***** Given information
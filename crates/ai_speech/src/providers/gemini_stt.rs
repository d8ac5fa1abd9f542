//! Gemini-based recognition
//!
//! Sends the buffered recording as an inline audio part alongside a fixed
//! transcription instruction. Needs only the Generative Language API key.

use ai_core::gemini::types::{Content, GenerateContentRequest, GenerationConfig, Part};
use ai_core::{GeminiInferenceEngine, InferenceConfig, InferenceError};
use async_trait::async_trait;
use base64::Engine as _;
use base64::engine::general_purpose::STANDARD;
use bytes::Bytes;
use tracing::{debug, instrument};

use crate::config::SpeechConfig;
use crate::error::SpeechError;
use crate::ports::SpeechToText;
use crate::types::{AudioData, AudioEncoding, AudioFormat, RecognitionConfig, Transcription};
use crate::wav::{WavSpec, wrap_pcm};

/// Instruction sent with every recording
pub const TRANSCRIPTION_PROMPT: &str = "Generate a transcript of the speech in this audio. \
Return only the spoken words, without timestamps, speaker labels or commentary.";

/// Recognition through a multimodal Gemini model
#[derive(Debug, Clone)]
pub struct GeminiSttProvider {
    engine: GeminiInferenceEngine,
    model: String,
}

impl GeminiSttProvider {
    /// Create a new provider
    ///
    /// # Errors
    ///
    /// Returns `SpeechError::Configuration` if the API key is missing.
    pub fn new(config: &SpeechConfig) -> Result<Self, SpeechError> {
        config.validate().map_err(SpeechError::Configuration)?;
        let api_key = config
            .gemini_api_key
            .clone()
            .ok_or_else(|| SpeechError::Configuration("Gemini API key is required".to_string()))?;

        let engine = GeminiInferenceEngine::new(InferenceConfig {
            api_key,
            base_url: config.gemini_base_url.clone(),
            default_model: config.gemini_stt_model.clone(),
            timeout_ms: config.timeout_ms,
            ..InferenceConfig::default()
        })?;

        Ok(Self {
            engine,
            model: config.gemini_stt_model.clone(),
        })
    }

    /// MIME type and bytes for the inline part; bare LINEAR16 is framed as WAV
    fn inline_payload(
        audio: &AudioData,
        config: &RecognitionConfig,
    ) -> Result<(&'static str, Bytes), SpeechError> {
        match (audio.format(), config.encoding) {
            (AudioFormat::Pcm, AudioEncoding::Linear16) => {
                let spec = WavSpec {
                    sample_rate: config.sample_rate_hertz,
                    channels: u16::from(config.audio_channel_count),
                    bits_per_sample: 16,
                };
                Ok(("audio/wav", wrap_pcm(audio.data(), spec)?))
            },
            (AudioFormat::Pcm, encoding) => Ok((
                encoding.mime_type(),
                Bytes::copy_from_slice(audio.data()),
            )),
            (other, _) => Ok((other.mime_type(), Bytes::copy_from_slice(audio.data()))),
        }
    }
}

#[async_trait]
impl SpeechToText for GeminiSttProvider {
    #[instrument(skip(self, audio, config), fields(audio_size = audio.size_bytes(), model = %self.model))]
    async fn recognize(
        &self,
        audio: AudioData,
        config: &RecognitionConfig,
    ) -> Result<Transcription, SpeechError> {
        if audio.is_empty() {
            return Err(SpeechError::InvalidAudio("Audio data is empty".to_string()));
        }

        let (mime_type, payload) = Self::inline_payload(&audio, config)?;
        let body = GenerateContentRequest {
            contents: vec![Content::user(vec![
                Part::text(TRANSCRIPTION_PROMPT),
                Part::inline(mime_type, STANDARD.encode(&payload)),
            ])],
            generation_config: Some(GenerationConfig {
                temperature: Some(0.0),
                ..Default::default()
            }),
        };

        let response = match self.engine.generate_content(&self.model, &body).await {
            Ok(response) => response,
            Err(InferenceError::EmptyResponse) => return Ok(Transcription::new("")),
            Err(e) => return Err(e.into()),
        };

        let text = response.text().unwrap_or_default();
        debug!(text_len = text.len(), "Transcription complete");

        Ok(Transcription::new(text.trim()).with_language(config.language_code.clone()))
    }

    fn provider_name(&self) -> &'static str {
        "gemini"
    }
}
**********
Above are the records. Copy the lines beginning at the one that has "config.validate().map_err(SpeechError::Configuration)?;" and ending with the one that has "match (audio.format(), config.encoding)", unchanged.

- **Answer to this exercise**
        config.validate().map_err(SpeechError::Configuration)?;
        let api_key = config
            .gemini_api_key
            .clone()
            .ok_or_else(|| SpeechError::Configuration("Gemini API key is required".to_string()))?;

        let engine = GeminiInferenceEngine::new(InferenceConfig {
            api_key,
            base_url: config.gemini_base_url.clone(),
            default_model: config.gemini_stt_model.clone(),
            timeout_ms: config.timeout_ms,
            ..InferenceConfig::default()
        })?;

        Ok(Self {
            engine,
            model: config.gemini_stt_model.clone(),
        })
    }

    /// MIME type and bytes for the inline part; bare LINEAR16 is framed as WAV
    fn inline_payload(
        audio: &AudioData,
        config: &RecognitionConfig,
    ) -> Result<(&'static str, Bytes), SpeechError> {
        match (audio.format(), config.encoding) {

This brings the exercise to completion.